The idea has merit. Older programs written for XP or before, that automatically assume that EVERYONE is an Administrator level user and write all over the system willy-nilly will be given access to the Virtual Store instead of the Real Application. Virii who wish to install themselves into the Program Files directory get side-tracked to the Virtual Store - or raise a UAC - instead of just sneaking in.
- If a non-privileged application attempts access to a privileged area (C:\Program Files\MyApp, for example), a copy of the thing they tried to access is copied to the Virtual Store.
Viz. It would be copied to:
C:\Users\[current user]\AppData\Local\VirtualStore\Program Files\MyApp
. . .and the application would be given access to the Virtual Store instead of the real program path. - If a non-privileged application tries to access a protected area, AND there is already an image of the object requested in the Virtual Store - the application is automagically re-directed to the copy instead of the original. In other words, if C:\Users\[current user]\AppData\Local\VirtualStore\Program Files\MyApp already exists (in the Virtual Store), then any reference to C:\Program Files\MyApp will automatically be redirected to the copy in the Virtual Store - AND - as far as the executing process is concerned, it will actually appear to be executing out of the C:\Program Files\MyApp directory!
- Pivileged applications - running as true administrator equivalents via the UAC or by inheriting elevated privilege - always get access to the real file, not the copy in the Virtual Store.
This is all well-and-good, but if you're paying attention, you will have noticed a subtle issue has crept into the system:
- If I publish a periodic (or bug fix) update to MyApp\. . . . the updater or .MSI file that does the updating will actually and truly write to the real Program Files folder.
- However, once the update is done and the non-privileged application starts to run again, it only sees the cached version of the file in the Virtual Store's folders.
- AND -
- The presence of an updated version in the Real Folder does NOT trigger a refresh of the cached data in the Virtual Store!
- Never store data or user-generated configuration files in a protected area, such as Program Files.

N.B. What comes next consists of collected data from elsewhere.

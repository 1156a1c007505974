//! Significance testing for the exposure/mortality association.

mod fisher;

pub use fisher::{fisher_exact_two_sided, ContingencyTable};
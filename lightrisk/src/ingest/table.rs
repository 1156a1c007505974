//! Minimal delimited-text table reader.
//!
//! Handles the export quirks of the municipal open-data files: a header row,
//! double-quoted fields (which may contain the delimiter, newlines, and `""`
//! escapes), CRLF line endings and an optional UTF-8 BOM. Rows whose field
//! count does not match the header are skipped.

use std::path::Path;

use tracing::debug;

use super::IngestError;

/// A parsed table: header names plus rows of raw string cells.
#[derive(Debug, Clone, Default, PartialEq)]
pub struct Table {
    headers: Vec<String>,
    rows: Vec<Vec<String>>,
    skipped: usize,
}

impl Table {
    /// Parse `text` using `delimiter`.
    pub fn parse(text: &str, delimiter: char) -> Self {
        let text = text.strip_prefix('\u{feff}').unwrap_or(text);
        let mut records = split_records(text, delimiter).into_iter();

        let headers: Vec<String> = match records.next() {
            Some(header) => header.into_iter().map(|h| h.trim().to_string()).collect(),
            None => return Self::default(),
        };

        let mut rows = Vec::new();
        let mut skipped = 0;
        for record in records {
            if record.len() == headers.len() {
                rows.push(record);
            } else {
                skipped += 1;
            }
        }

        Self {
            headers,
            rows,
            skipped,
        }
    }

    pub fn headers(&self) -> &[String] {
        &self.headers
    }

    /// Number of data rows kept.
    pub fn len(&self) -> usize {
        self.rows.len()
    }

    pub fn is_empty(&self) -> bool {
        self.rows.is_empty()
    }

    /// Rows dropped for having the wrong number of fields.
    pub fn skipped(&self) -> usize {
        self.skipped
    }

    /// Index of a named column.
    pub fn column(&self, name: &str) -> Option<usize> {
        self.headers.iter().position(|h| h == name)
    }

    pub fn has_column(&self, name: &str) -> bool {
        self.column(name).is_some()
    }

    /// Cells of a named column, in row order.
    pub fn values<'a>(&'a self, name: &str) -> Option<impl Iterator<Item = &'a str> + 'a> {
        let idx = self.column(name)?;
        Some(self.rows.iter().map(move |row| row[idx].as_str()))
    }

    /// Iterate over rows as slices of cells.
    pub fn rows(&self) -> impl Iterator<Item = &[String]> {
        self.rows.iter().map(Vec::as_slice)
    }
}

/// Split text into records of fields, honoring double quotes.
fn split_records(text: &str, delimiter: char) -> Vec<Vec<String>> {
    let mut records = Vec::new();
    let mut record = Vec::new();
    let mut field = String::new();
    let mut in_quotes = false;
    let mut chars = text.chars().peekable();

    while let Some(ch) = chars.next() {
        if in_quotes {
            match ch {
                '"' if chars.peek() == Some(&'"') => {
                    field.push('"');
                    chars.next();
                }
                '"' => in_quotes = false,
                _ => field.push(ch),
            }
            continue;
        }

        match ch {
            '"' => in_quotes = true,
            '\r' => {}
            '\n' => {
                record.push(std::mem::take(&mut field));
                let done = std::mem::take(&mut record);
                if !(done.len() == 1 && done[0].is_empty()) {
                    records.push(done);
                }
            }
            c if c == delimiter => record.push(std::mem::take(&mut field)),
            c => field.push(c),
        }
    }

    if !field.is_empty() || !record.is_empty() {
        record.push(field);
        records.push(record);
    }
    records
}

/// Read a table whose `required_column` decides the delimiter.
///
/// Tries `,` first and falls back to `;` when the column is not found.
pub fn read_table_with_fallback(path: &Path, required_column: &str) -> Result<Table, IngestError> {
    let text = read_text(path)?;

    for delimiter in [',', ';'] {
        let table = Table::parse(&text, delimiter);
        if table.has_column(required_column) {
            debug!(
                path = %path.display(),
                delimiter = %delimiter,
                rows = table.len(),
                skipped = table.skipped(),
                "Read table"
            );
            return Ok(table);
        }
    }

    Err(IngestError::MissingColumn {
        path: path.to_path_buf(),
        column: required_column.to_string(),
    })
}

/// Read a table with a fixed delimiter.
pub fn read_table(path: &Path, delimiter: char) -> Result<Table, IngestError> {
    let text = read_text(path)?;
    let table = Table::parse(&text, delimiter);
    debug!(
        path = %path.display(),
        rows = table.len(),
        skipped = table.skipped(),
        "Read table"
    );
    Ok(table)
}

fn read_text(path: &Path) -> Result<String, IngestError> {
    if !path.exists() {
        return Err(IngestError::NotFound(path.to_path_buf()));
    }
    let bytes = std::fs::read(path).map_err(|source| IngestError::Io {
        path: path.to_path_buf(),
        source,
    })?;
    Ok(String::from_utf8_lossy(&bytes).into_owned())
}
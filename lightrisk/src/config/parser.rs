//! INI parsing logic for converting `Ini` → `ConfigFile`.
//!
//! This module contains the `parse_ini()` function and its helpers.
//! It is the single place where INI key names are mapped to struct fields.

use ini::Ini;
use std::path::PathBuf;

use super::file::ConfigFileError;
use super::settings::ConfigFile;

fn invalid(section: &str, key: &str, value: &str, reason: &str) -> ConfigFileError {
    ConfigFileError::InvalidValue {
        section: section.to_string(),
        key: key.to_string(),
        value: value.to_string(),
        reason: reason.to_string(),
    }
}

/// Parse a distance or probability.
fn parse_f64(section: &str, key: &str, value: &str) -> Result<f64, ConfigFileError> {
    value
        .trim()
        .parse::<f64>()
        .ok()
        .filter(|v| v.is_finite())
        .ok_or_else(|| invalid(section, key, value, "must be a number"))
}

/// Parse a comma-separated list of meters, e.g. `250, 200, 150`.
fn parse_thresholds(value: &str) -> Result<Vec<f64>, ConfigFileError> {
    let reason = "expected a comma-separated list of positive meters, e.g. '250,200,150'";
    let thresholds = value
        .split(',')
        .map(str::trim)
        .filter(|s| !s.is_empty())
        .map(|s| {
            s.parse::<f64>()
                .ok()
                .filter(|v| v.is_finite() && *v > 0.0)
                .ok_or_else(|| invalid("analysis", "thresholds", value, reason))
        })
        .collect::<Result<Vec<f64>, _>>()?;

    if thresholds.is_empty() {
        return Err(invalid("analysis", "thresholds", value, reason));
    }
    Ok(thresholds)
}

/// Parse an `Ini` object into a `ConfigFile`.
///
/// Starts from `ConfigFile::default()` and overlays any values found in the INI.
pub(super) fn parse_ini(ini: &Ini) -> Result<ConfigFile, ConfigFileError> {
    let mut config = ConfigFile::default();

    // [data] section
    if let Some(section) = ini.section(Some("data")) {
        if let Some(v) = section.get("directory") {
            let v = v.trim();
            if !v.is_empty() {
                config.data.directory = expand_tilde(v);
            }
        }
        let files: [(&str, &mut String); 8] = [
            ("nature", &mut config.data.nature),
            ("water", &mut config.data.water),
            ("greenbelt1", &mut config.data.greenbelt1),
            ("greenbelt2", &mut config.data.greenbelt2),
            ("residential", &mut config.data.residential),
            ("lights_acoustic", &mut config.data.lights_acoustic),
            ("lights_silent", &mut config.data.lights_silent),
            ("roadkill", &mut config.data.roadkill),
        ];
        for (key, field) in files {
            if let Some(v) = section.get(key) {
                let v = v.trim();
                if !v.is_empty() {
                    *field = v.to_string();
                }
            }
        }
    }

    // [analysis] section
    if let Some(section) = ini.section(Some("analysis")) {
        if let Some(v) = section.get("thresholds") {
            config.analysis.thresholds = parse_thresholds(v)?;
        }
        if let Some(v) = section.get("check_distance") {
            config.analysis.check_distance = parse_f64("analysis", "check_distance", v)?;
            if config.analysis.check_distance <= 0.0 {
                return Err(invalid("analysis", "check_distance", v, "must be positive"));
            }
        }
        if let Some(v) = section.get("street_buffer") {
            config.analysis.street_buffer = parse_f64("analysis", "street_buffer", v)?;
            if config.analysis.street_buffer <= 0.0 {
                return Err(invalid("analysis", "street_buffer", v, "must be positive"));
            }
        }
        if let Some(v) = section.get("significance") {
            let level = parse_f64("analysis", "significance", v)?;
            if !(level > 0.0 && level < 1.0) {
                return Err(invalid(
                    "analysis",
                    "significance",
                    v,
                    "must be between 0 and 1 (exclusive)",
                ));
            }
            config.analysis.significance = level;
        }
        if let Some(v) = section.get("parallel") {
            config.analysis.parallel = parse_bool(v);
        }
    }

    // [study_area] section
    if let Some(section) = ini.section(Some("study_area")) {
        let bounds: [(&str, &mut f64); 4] = [
            ("min_lat", &mut config.study_area.min_lat),
            ("max_lat", &mut config.study_area.max_lat),
            ("min_lon", &mut config.study_area.min_lon),
            ("max_lon", &mut config.study_area.max_lon),
        ];
        for (key, field) in bounds {
            if let Some(v) = section.get(key) {
                *field = parse_f64("study_area", key, v)?;
            }
        }
    }

    // [logging] section
    if let Some(section) = ini.section(Some("logging")) {
        if let Some(v) = section.get("file") {
            let v = v.trim();
            if !v.is_empty() {
                config.logging.file = expand_tilde(v);
            }
        }
    }

    Ok(config)
}

/// Parse a boolean config value.
pub(super) fn parse_bool(value: &str) -> bool {
    let v = value.trim().to_lowercase();
    v == "true" || v == "1" || v == "yes" || v == "on"
}

/// Expand ~ to home directory in paths.
pub(super) fn expand_tilde(path: &str) -> PathBuf {
    if let Some(stripped) = path.strip_prefix("~/") {
        if let Some(home) = dirs::home_dir() {
            return home.join(stripped);
        }
    }
    PathBuf::from(path)
}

- When the non-privileged application begins to run - before it does ANYTHING else - it should check the Virtual Store manually - via the explicit path - and see if there is a "MyApp" directory there.

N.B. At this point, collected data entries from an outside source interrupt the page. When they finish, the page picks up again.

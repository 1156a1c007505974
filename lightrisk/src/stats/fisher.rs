//! Fisher's exact test for 2×2 contingency tables.
//!
//! Two-sided p-value: the sum of hypergeometric probabilities of every table
//! with the observed margins whose probability does not exceed that of the
//! observed table. A relative tolerance of `1e-7` absorbs floating point noise
//! when comparing probabilities, so tables that tie with the observed one are
//! counted.

use std::fmt;

/// Relative tolerance when comparing table probabilities.
const RELATIVE_TOLERANCE: f64 = 1e-7;

/// A 2×2 contingency table `[[a, b], [c, d]]`.
#[derive(Debug, Clone, Copy, PartialEq, Eq)]
pub struct ContingencyTable {
    pub a: u64,
    pub b: u64,
    pub c: u64,
    pub d: u64,
}

impl ContingencyTable {
    pub fn new(a: u64, b: u64, c: u64, d: u64) -> Self {
        Self { a, b, c, d }
    }

    /// Grand total.
    pub fn total(&self) -> u64 {
        self.a + self.b + self.c + self.d
    }

    /// Sample odds ratio `(a·d) / (b·c)`.
    ///
    /// Infinite when only the denominator is zero, NaN when both are.
    pub fn odds_ratio(&self) -> f64 {
        let num = self.a as f64 * self.d as f64;
        let den = self.b as f64 * self.c as f64;
        if den == 0.0 {
            if num == 0.0 {
                f64::NAN
            } else {
                f64::INFINITY
            }
        } else {
            num / den
        }
    }

    /// Two-sided Fisher exact p-value.
    pub fn fisher_exact(&self) -> f64 {
        fisher_exact_two_sided(self)
    }
}

impl fmt::Display for ContingencyTable {
    fn fmt(&self, f: &mut fmt::Formatter<'_>) -> fmt::Result {
        write!(f, "[[{}, {}], [{}, {}]]", self.a, self.b, self.c, self.d)
    }
}

/// Natural-log factorials `ln(k!)` for `k` in `0..=n`.
fn ln_factorials(n: u64) -> Vec<f64> {
    let mut table = Vec::with_capacity(n as usize + 1);
    let mut acc = 0.0;
    table.push(acc);
    for k in 1..=n {
        acc += (k as f64).ln();
        table.push(acc);
    }
    table
}

/// Two-sided Fisher exact p-value for a 2×2 table.
///
/// Returns 1.0 when any row or column margin is zero; there is only one table
/// with such margins.
pub fn fisher_exact_two_sided(table: &ContingencyTable) -> f64 {
    let row1 = table.a + table.b;
    let row2 = table.c + table.d;
    let col1 = table.a + table.c;
    let col2 = table.b + table.d;
    if row1 == 0 || row2 == 0 || col1 == 0 || col2 == 0 {
        return 1.0;
    }

    let n = table.total();
    let lnf = ln_factorials(n);
    let ln = |k: u64| lnf[k as usize];

    // ln P(X = x) for the top-left cell under the hypergeometric law.
    let constant = ln(row1) + ln(row2) + ln(col1) + ln(col2) - ln(n);
    let log_pmf = |x: u64| {
        constant - ln(x) - ln(row1 - x) - ln(col1 - x) - ln(row2 + x - col1)
    };

    let low = col1.saturating_sub(row2);
    let high = row1.min(col1);
    let observed = log_pmf(table.a);
    let cutoff = observed + RELATIVE_TOLERANCE.ln_1p();

    let p: f64 = (low..=high)
        .map(log_pmf)
        .filter(|&lp| lp <= cutoff)
        .map(f64::exp)
        .sum();

    p.min(1.0)
}

#[cfg(test)]
mod tests {
    use super::*;
    use proptest::prelude::*;

    fn assert_close(actual: f64, expected: f64) {
        assert!(
            (actual - expected).abs() < 1e-6,
            "expected {expected}, got {actual}"
        );
    }

    #[test]
    fn test_tea_tasting() {
        // Fisher's lady tasting tea: [[3, 1], [1, 3]] -> 34/70
        assert_close(ContingencyTable::new(3, 1, 1, 3).fisher_exact(), 34.0 / 70.0);
    }

    #[test]
    fn test_extreme_table() {
        // [[4, 0], [0, 4]] -> 2/70
        assert_close(ContingencyTable::new(4, 0, 0, 4).fisher_exact(), 2.0 / 70.0);
    }

    #[test]
    fn test_known_value() {
        // Reference value for [[8, 2], [1, 5]]
        assert_close(ContingencyTable::new(8, 2, 1, 5).fisher_exact(), 0.034_965_034_965);
    }

    #[test]
    fn test_balanced_table_is_not_significant() {
        let p = ContingencyTable::new(10, 90, 10, 90).fisher_exact();
        assert_close(p, 1.0);
    }

    #[test]
    fn test_zero_margin_returns_one() {
        assert_eq!(ContingencyTable::new(0, 0, 3, 4).fisher_exact(), 1.0);
        assert_eq!(ContingencyTable::new(0, 5, 0, 4).fisher_exact(), 1.0);
    }

    #[test]
    fn test_odds_ratio() {
        assert_close(ContingencyTable::new(8, 2, 1, 5).odds_ratio(), 20.0);
        assert!(ContingencyTable::new(4, 0, 0, 4).odds_ratio().is_infinite());
        assert!(ContingencyTable::new(0, 0, 0, 4).odds_ratio().is_nan());
    }

    #[test]
    fn test_display() {
        assert_eq!(ContingencyTable::new(1, 2, 3, 4).to_string(), "[[1, 2], [3, 4]]");
    }

    proptest! {
        /// Property: swapping the rows leaves the p-value unchanged.
        #[test]
        fn prop_row_swap_symmetry(a in 0u64..40, b in 0u64..40, c in 0u64..40, d in 0u64..40) {
            let p = ContingencyTable::new(a, b, c, d).fisher_exact();
            let swapped = ContingencyTable::new(c, d, a, b).fisher_exact();
            prop_assert!((p - swapped).abs() < 1e-9);
        }

        /// Property: p-values are probabilities.
        #[test]
        fn prop_p_value_in_unit_interval(a in 0u64..60, b in 0u64..60, c in 0u64..60, d in 0u64..60) {
            let p = ContingencyTable::new(a, b, c, d).fisher_exact();
            prop_assert!(p > 0.0 && p <= 1.0);
        }
    }
}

- If there is a virtualized copy there, delete it.
- Installer software or .MSI updaters should follow the same rule when they begin running.

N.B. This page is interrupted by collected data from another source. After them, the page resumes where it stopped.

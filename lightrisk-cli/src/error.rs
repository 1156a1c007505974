//! CLI error handling with user-friendly messages.
//!
//! Centralizes error handling for the CLI, providing consistent formatting
//! and appropriate exit codes.

use std::fmt;
use std::process;

use lightrisk::config::ConfigFileError;
use lightrisk::ingest::IngestError;
use lightrisk::AnalysisError;

/// CLI-specific errors with user-friendly messages.
#[derive(Debug)]
pub enum CliError {
    /// Failed to initialize logging
    LoggingInit(String),
    /// Configuration error
    Config(String),
    /// Analysis failed
    Analysis(AnalysisError),
    /// Failed to write output file
    FileWrite { path: String, error: std::io::Error },
}

impl CliError {
    /// Exit the process with an appropriate error message and code.
    pub fn exit(&self) -> ! {
        eprintln!("Error: {}", self);

        let hints = self.hints();
        if !hints.is_empty() {
            eprintln!();
            for line in hints {
                eprintln!("{}", line);
            }
        }

        process::exit(1)
    }

    /// Follow-up advice printed after the error message.
    fn hints(&self) -> &'static [&'static str] {
        match self {
            CliError::Analysis(AnalysisError::NoHabitatData) => &[
                "No habitat layer could be loaded. Check that:",
                "  1. [data] directory points at the folder holding the CSV exports",
                "  2. At least one habitat file has a SHAPE column",
                "  3. Run 'lightrisk config show' to see the resolved file names",
            ],
            CliError::Analysis(AnalysisError::Ingest(IngestError::NotFound(_))) => {
                &["The roadkill file is required. Set [data] roadkill or pass --data-dir."]
            }
            CliError::Analysis(AnalysisError::InvalidConfig(_)) => &[
                "Check the --threshold, --check-distance and --street-buffer values",
                "and the [analysis] and [study_area] sections of the config file.",
            ],
            CliError::Config(_) => {
                &["Run 'lightrisk config init --force' to write a fresh default file."]
            }
            _ => &[],
        }
    }
}

impl fmt::Display for CliError {
    fn fmt(&self, f: &mut fmt::Formatter<'_>) -> fmt::Result {
        match self {
            CliError::LoggingInit(msg) => write!(f, "Failed to initialize logging: {}", msg),
            CliError::Config(msg) => write!(f, "Configuration error: {}", msg),
            CliError::Analysis(e) => write!(f, "Analysis failed: {}", e),
            CliError::FileWrite { path, error } => {
                write!(f, "Failed to write file '{}': {}", path, error)
            }
        }
    }
}

impl std::error::Error for CliError {
    fn source(&self) -> Option<&(dyn std::error::Error + 'static)> {
        match self {
            CliError::Analysis(e) => Some(e),
            CliError::FileWrite { error, .. } => Some(error),
            _ => None,
        }
    }
}

impl From<AnalysisError> for CliError {
    fn from(e: AnalysisError) -> Self {
        match e {
            AnalysisError::Config(e) => CliError::Config(e.to_string()),
            other => CliError::Analysis(other),
        }
    }
}

impl From<ConfigFileError> for CliError {
    fn from(e: ConfigFileError) -> Self {
        CliError::Config(e.to_string())
    }
}

#[cfg(test)]
mod tests {
    use super::*;

    #[test]
    fn test_invalid_parameters_keep_their_own_hint() {
        let err = CliError::from(AnalysisError::InvalidConfig(
            "habitat threshold must be a positive number of meters, got -5".to_string(),
        ));

        assert!(matches!(
            err,
            CliError::Analysis(AnalysisError::InvalidConfig(_))
        ));
        assert!(err.hints().iter().any(|h| h.contains("--threshold")));
        assert!(!err.hints().iter().any(|h| h.contains("config init")));
    }

    #[test]
    fn test_config_file_errors_suggest_init() {
        let err = CliError::from(ConfigFileError::WriteError("disk full".to_string()));
        assert!(matches!(err, CliError::Config(_)));
        assert!(err.hints().iter().any(|h| h.contains("config init --force")));
    }

    #[test]
    fn test_no_habitat_hint() {
        let err = CliError::from(AnalysisError::NoHabitatData);
        assert!(err.to_string().contains("habitat"));
        assert!(!err.hints().is_empty());
    }
}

This will force Windows to update the Virtual Store so that when the non-privileged application runs - and accesses data in the Virtual Store - that it will always get the latest-and-greatest version.
Note that this workaround will also work on a legacy system running XP or earlier - since the path to the Virtual Store will NEVER exist on these earlier systems, the program's logic will simply skip past that and go on to launching the application.
Note that this workaround will also work on a legacy system running XP or earlier - since the path to the Virtual Store will NEVER exist on these earlier systems, the program's logic will simply skip past that and go on to launching the application.
Jim
I wanted to let people have control under where their games, sets and decks are stored, but I am not so sure it was a good idea. The folder names are a bit cryptic anyway (based upong the game GUID). Moreover if a user chooses some restricted folder as “Program files” it may have errors when using limited accounts (by default under Vista and 7).